impl fmt::Display for TypeId {
    fn fmt(&self, f: &mut fmt::Formatter<'_>) -> fmt::Result {
        write!(f, "#{}", self.0)
    }
}

/// Import path and declared name of a package.
#[derive(Debug, Clone, PartialEq, Eq, Hash, Serialize, Deserialize)]
pub struct PackageRef {
    pub path: String,
    pub name: String,
}

impl PackageRef {
    pub fn new(path: impl Into<String>, name: impl Into<String>) -> Self {
        Self {
            path: path.into(),
            name: name.into(),
        }
    }

    /// `<path>/<name>`, the origin string carried by classes and records.
    pub fn qualified_path(&self) -> String {
        format!("{}/{}", self.path, self.name)
    }
}

/// Source location of a declaration.
#[derive(Debug, Clone, PartialEq, Eq, Hash, Serialize, Deserialize)]
pub struct Position {
    pub file: String,
    pub line: u32,
    pub column: u32,
}

impl fmt::Display for Position {
    fn fmt(&self, f: &mut fmt::Formatter<'_>) -> fmt::Result {
        write!(f, "{}:{}:{}", self.file, self.line, self.column)
    }
}

#[derive(Debug, Clone, Copy, PartialEq, Eq, Hash, Serialize, Deserialize)]
#[serde(rename_all = "snake_case")]
pub enum BasicKind {
    Bool,
    Int,
    Int8,
    Int16,
    Int32,
    Int64,
    Uint,
    Uint8,
    Uint16,
    Uint32,
    Uint64,
    Uintptr,
    Float32,
    Float64,
    Complex64,
    Complex128,
    String,
    UnsafePointer,
    UntypedNil,
    Invalid,
}

impl BasicKind {
    pub fn name(&self) -> &'static str {
        match self {
            BasicKind::Bool => "bool",
            BasicKind::Int => "int",
            BasicKind::Int8 => "int8",
            BasicKind::Int16 => "int16",
            BasicKind::Int32 => "int32",
            BasicKind::Int64 => "int64",
            BasicKind::Uint => "uint",
            BasicKind::Uint8 => "uint8",
            BasicKind::Uint16 => "uint16",
            BasicKind::Uint32 => "uint32",
            BasicKind::Uint64 => "uint64",
            BasicKind::Uintptr => "uintptr",
            BasicKind::Float32 => "float32",
            BasicKind::Float64 => "float64",
            BasicKind::Complex64 => "complex64",
            BasicKind::Complex128 => "complex128",
            BasicKind::String => "string",
            BasicKind::UnsafePointer => "unsafe.Pointer",
            BasicKind::UntypedNil => "untyped nil",
            BasicKind::Invalid => "invalid",
        }
    }
}

/// One entry of the type arena.
#[derive(Debug, Clone, PartialEq, Serialize, Deserialize)]
#[serde(tag = "kind", rename_all = "snake_case")]
pub enum TypeDesc {
    Basic { basic: BasicKind },
    Pointer { elem: TypeId },
    Named(NamedType),
    Struct { fields: Vec<Field> },
    Slice { elem: TypeId },
    Array { elem: TypeId, len: u64 },
    Map { key: TypeId, value: TypeId },
    Interface {
        #[serde(default)]
        methods: Vec<InterfaceMethod>,
    },
    Signature(Signature),
    Chan { elem: TypeId },
    TypeParam { name: String },
}

impl TypeDesc {
    /// Short kind label used in log lines and error details.
    pub fn label(&self) -> &'static str {
        match self {
            TypeDesc::Basic { .. } => "basic",
            TypeDesc::Pointer { .. } => "pointer",
            TypeDesc::Named(_) => "named",
            TypeDesc::Struct { .. } => "struct",
            TypeDesc::Slice { .. } => "slice",
            TypeDesc::Array { .. } => "array",
            TypeDesc::Map { .. } => "map",
            TypeDesc::Interface { .. } => "interface",
            TypeDesc::Signature(_) => "func",
            TypeDesc::Chan { .. } => "chan",
            TypeDesc::TypeParam { .. } => "type parameter",
        }
    }
}

/// A declared (nominal) type together with the methods declared on it.
#[derive(Debug, Clone, PartialEq, Serialize, Deserialize)]
pub struct NamedType {
    pub name: String,
    /// `None` for universe types such as `error`.
    #[serde(default)]
    pub package: Option<PackageRef>,
    pub underlying: TypeId,
    #[serde(default)]
    pub methods: Vec<MethodDecl>,
}

#[derive(Debug, Clone, PartialEq, Serialize, Deserialize)]
pub struct MethodDecl {
    pub name: String,
    pub signature: TypeId,
    #[serde(default)]
    pub pointer_receiver: bool,
    #[serde(default)]
    pub position: Option<Position>,
}

#[derive(Debug, Clone, PartialEq, Serialize, Deserialize)]
pub struct Field {
    pub name: String,
    #[serde(rename = "type")]
    pub ty: TypeId,
    #[serde(default)]
    pub embedded: bool,
}

#[derive(Debug, Clone, PartialEq, Serialize, Deserialize)]
pub struct InterfaceMethod {
    pub name: String,
    pub signature: TypeId,
}

#[derive(Debug, Clone, PartialEq, Default, Serialize, Deserialize)]
pub struct Signature {
    #[serde(default)]
    pub params: Vec<Var>,
    #[serde(default)]
    pub results: Vec<Var>,
    #[serde(default)]
    pub variadic: bool,
}

#[derive(Debug, Clone, PartialEq, Serialize, Deserialize)]
pub struct Var {
    #[serde(default)]
    pub name: String,
    #[serde(rename = "type")]
    pub ty: TypeId,
}

impl Var {
    pub fn new(name: impl Into<String>, ty: TypeId) -> Self {
        Self {
            name: name.into(),
            ty,
        }
    }

    pub fn unnamed(ty: TypeId) -> Self {
        Self::new("", ty)
    }
}

/// A package-level declaration, in the order the front end reports them.
#[derive(Debug, Clone, PartialEq, Serialize, Deserialize)]
#[serde(tag = "object", rename_all = "snake_case")]
pub enum Definition {
    TypeName {
        name: String,
        #[serde(rename = "type")]
        ty: TypeId,
        #[serde(default)]
        position: Option<Position>,
    },
    Func {
        name: String,
        signature: TypeId,
        #[serde(default)]
        position: Option<Position>,
    },
    Var {
        name: String,
        #[serde(rename = "type")]
        ty: TypeId,
        #[serde(default)]
        position: Option<Position>,
    },
}

impl Definition {
    pub fn name(&self) -> &str {
        match self {
            Definition::TypeName { name, .. }
            | Definition::Func { name, .. }
            | Definition::Var { name, .. } => name,
        }
    }
}

#[derive(Debug, Clone, PartialEq, Default, Serialize, Deserialize)]
pub struct PackageDocs {
    #[serde(default)]
    pub types: Vec<TypeDoc>,
}

#[derive(Debug, Clone, PartialEq, Serialize, Deserialize)]
pub struct TypeDoc {
    pub name: String,
    #[serde(default)]
    pub doc: String,
    #[serde(default)]
    pub methods: Vec<FuncDoc>,
}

----------

» TASK GOAL:
All of the lines above are to be restated word for word.

» ANSWER TO THIS PROBLEM:
impl fmt::Display for TypeId {
    fn fmt(&self, f: &mut fmt::Formatter<'_>) -> fmt::Result {
        write!(f, "#{}", self.0)
    }
}

/// Import path and declared name of a package.
#[derive(Debug, Clone, PartialEq, Eq, Hash, Serialize, Deserialize)]
pub struct PackageRef {
    pub path: String,
    pub name: String,
}

impl PackageRef {
    pub fn new(path: impl Into<String>, name: impl Into<String>) -> Self {
        Self {
            path: path.into(),
            name: name.into(),
        }
    }

    /// `<path>/<name>`, the origin string carried by classes and records.
    pub fn qualified_path(&self) -> String {
        format!("{}/{}", self.path, self.name)
    }
}

/// Source location of a declaration.
#[derive(Debug, Clone, PartialEq, Eq, Hash, Serialize, Deserialize)]
pub struct Position {
    pub file: String,
    pub line: u32,
    pub column: u32,
}

impl fmt::Display for Position {
    fn fmt(&self, f: &mut fmt::Formatter<'_>) -> fmt::Result {
        write!(f, "{}:{}:{}", self.file, self.line, self.column)
    }
}

#[derive(Debug, Clone, Copy, PartialEq, Eq, Hash, Serialize, Deserialize)]
#[serde(rename_all = "snake_case")]
pub enum BasicKind {
    Bool,
    Int,
    Int8,
    Int16,
    Int32,
    Int64,
    Uint,
    Uint8,
    Uint16,
    Uint32,
    Uint64,
    Uintptr,
    Float32,
    Float64,
    Complex64,
    Complex128,
    String,
    UnsafePointer,
    UntypedNil,
    Invalid,
}

impl BasicKind {
    pub fn name(&self) -> &'static str {
        match self {
            BasicKind::Bool => "bool",
            BasicKind::Int => "int",
            BasicKind::Int8 => "int8",
            BasicKind::Int16 => "int16",
            BasicKind::Int32 => "int32",
            BasicKind::Int64 => "int64",
            BasicKind::Uint => "uint",
            BasicKind::Uint8 => "uint8",
            BasicKind::Uint16 => "uint16",
            BasicKind::Uint32 => "uint32",
            BasicKind::Uint64 => "uint64",
            BasicKind::Uintptr => "uintptr",
            BasicKind::Float32 => "float32",
            BasicKind::Float64 => "float64",
            BasicKind::Complex64 => "complex64",
            BasicKind::Complex128 => "complex128",
            BasicKind::String => "string",
            BasicKind::UnsafePointer => "unsafe.Pointer",
            BasicKind::UntypedNil => "untyped nil",
            BasicKind::Invalid => "invalid",
        }
    }
}

/// One entry of the type arena.
#[derive(Debug, Clone, PartialEq, Serialize, Deserialize)]
#[serde(tag = "kind", rename_all = "snake_case")]
pub enum TypeDesc {
    Basic { basic: BasicKind },
    Pointer { elem: TypeId },
    Named(NamedType),
    Struct { fields: Vec<Field> },
    Slice { elem: TypeId },
    Array { elem: TypeId, len: u64 },
    Map { key: TypeId, value: TypeId },
    Interface {
        #[serde(default)]
        methods: Vec<InterfaceMethod>,
    },
    Signature(Signature),
    Chan { elem: TypeId },
    TypeParam { name: String },
}

impl TypeDesc {
    /// Short kind label used in log lines and error details.
    pub fn label(&self) -> &'static str {
        match self {
            TypeDesc::Basic { .. } => "basic",
            TypeDesc::Pointer { .. } => "pointer",
            TypeDesc::Named(_) => "named",
            TypeDesc::Struct { .. } => "struct",
            TypeDesc::Slice { .. } => "slice",
            TypeDesc::Array { .. } => "array",
            TypeDesc::Map { .. } => "map",
            TypeDesc::Interface { .. } => "interface",
            TypeDesc::Signature(_) => "func",
            TypeDesc::Chan { .. } => "chan",
            TypeDesc::TypeParam { .. } => "type parameter",
        }
    }
}

/// A declared (nominal) type together with the methods declared on it.
#[derive(Debug, Clone, PartialEq, Serialize, Deserialize)]
pub struct NamedType {
    pub name: String,
    /// `None` for universe types such as `error`.
    #[serde(default)]
    pub package: Option<PackageRef>,
    pub underlying: TypeId,
    #[serde(default)]
    pub methods: Vec<MethodDecl>,
}

#[derive(Debug, Clone, PartialEq, Serialize, Deserialize)]
pub struct MethodDecl {
    pub name: String,
    pub signature: TypeId,
    #[serde(default)]
    pub pointer_receiver: bool,
    #[serde(default)]
    pub position: Option<Position>,
}

#[derive(Debug, Clone, PartialEq, Serialize, Deserialize)]
pub struct Field {
    pub name: String,
    #[serde(rename = "type")]
    pub ty: TypeId,
    #[serde(default)]
    pub embedded: bool,
}

#[derive(Debug, Clone, PartialEq, Serialize, Deserialize)]
pub struct InterfaceMethod {
    pub name: String,
    pub signature: TypeId,
}

#[derive(Debug, Clone, PartialEq, Default, Serialize, Deserialize)]
pub struct Signature {
    #[serde(default)]
    pub params: Vec<Var>,
    #[serde(default)]
    pub results: Vec<Var>,
    #[serde(default)]
    pub variadic: bool,
}

#[derive(Debug, Clone, PartialEq, Serialize, Deserialize)]
pub struct Var {
    #[serde(default)]
    pub name: String,
    #[serde(rename = "type")]
    pub ty: TypeId,
}

impl Var {
    pub fn new(name: impl Into<String>, ty: TypeId) -> Self {
        Self {
            name: name.into(),
            ty,
        }
    }

    pub fn unnamed(ty: TypeId) -> Self {
        Self::new("", ty)
    }
}

/// A package-level declaration, in the order the front end reports them.
#[derive(Debug, Clone, PartialEq, Serialize, Deserialize)]
#[serde(tag = "object", rename_all = "snake_case")]
pub enum Definition {
    TypeName {
        name: String,
        #[serde(rename = "type")]
        ty: TypeId,
        #[serde(default)]
        position: Option<Position>,
    },
    Func {
        name: String,
        signature: TypeId,
        #[serde(default)]
        position: Option<Position>,
    },
    Var {
        name: String,
        #[serde(rename = "type")]
        ty: TypeId,
        #[serde(default)]
        position: Option<Position>,
    },
}

impl Definition {
    pub fn name(&self) -> &str {
        match self {
            Definition::TypeName { name, .. }
            | Definition::Func { name, .. }
            | Definition::Var { name, .. } => name,
        }
    }
}

#[derive(Debug, Clone, PartialEq, Default, Serialize, Deserialize)]
pub struct PackageDocs {
    #[serde(default)]
    pub types: Vec<TypeDoc>,
}

#[derive(Debug, Clone, PartialEq, Serialize, Deserialize)]
pub struct TypeDoc {
    pub name: String,
    #[serde(default)]
    pub doc: String,
    #[serde(default)]
    pub methods: Vec<FuncDoc>,
}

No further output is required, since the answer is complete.